Global Economic Commentary

  • Financial markets were hit hard when Russia invaded Ukraine in late February. The war, and the Western sanctions that followed, exacerbated food and energy supply problems. As Russian energy exports were threatened with restrictions, prices jumped and already-high inflation accelerated.
  • In the US, inflation hit 40-year highs, regardless of which index was being used to measure prices – CPI, core CPI, PCE deflator, etc. Consumers especially took note of gasoline prices rising to $5 and $6 per gallon in parts of the country.
  • Real GDP in the US declined slightly in the first quarter, which was the first decline since the lockdowns at the beginning of the Covid crisis. However, the fall was not due to weak personal consumption or investment spending. It was instead driven by inventory drawdowns due to continued supply chain issues, and by weak exports.

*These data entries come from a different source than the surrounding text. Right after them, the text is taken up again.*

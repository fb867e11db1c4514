//! # robotdev CLI
//!
//! This is the binary entry point for the `robotdev` command-line tool.
//!
//! Its primary responsibilities are:
//! - Parsing command-line arguments using `clap`.
//! - Executing the appropriate command based on the parsed arguments.
//! - Reporting whatever error reaches the top as a single banner and
//!   exiting with status 1. Usage errors are reported by `clap` with
//!   status 2.
//!
//! The core application logic is defined in the `lib.rs` library crate, ensuring
//! that the binary is a thin wrapper around the reusable library functionality.

mod cli;
mod commands;

use std::process::ExitCode;

use clap::Parser;
use robotdev::output::ErrorReport;

fn main() -> ExitCode {
    let cli = cli::Cli::parse();
    let output = cli.output_config();

    match cli.execute() {
        Ok(()) => ExitCode::SUCCESS,
        Err(err) => {
            eprint!("{}", error_report(&err).render(&output));
            ExitCode::FAILURE
        }
    }
}

fn error_report(err: &anyhow::Error) -> ErrorReport {
    let kind = err
        .downcast_ref::<robotdev::error::Error>()
        .map(robotdev::error::Error::kind)
        .unwrap_or("Error");
    let mut report = ErrorReport::new(kind, err.to_string());
    report.causes = err.chain().skip(1).map(ToString::to_string).collect();
    report
}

  • European economies were hit harder by the energy and production problems, due to their proximity to the Ukrainian conflict. Germany in particular imports a substantial amount of its oil and natural gas from Russia.
  • In China, Covid-related lockdowns continued to roll through economy, which caused disruptions to manufacturing and exports. In addition, the financial condition of real estate developers deteriorated.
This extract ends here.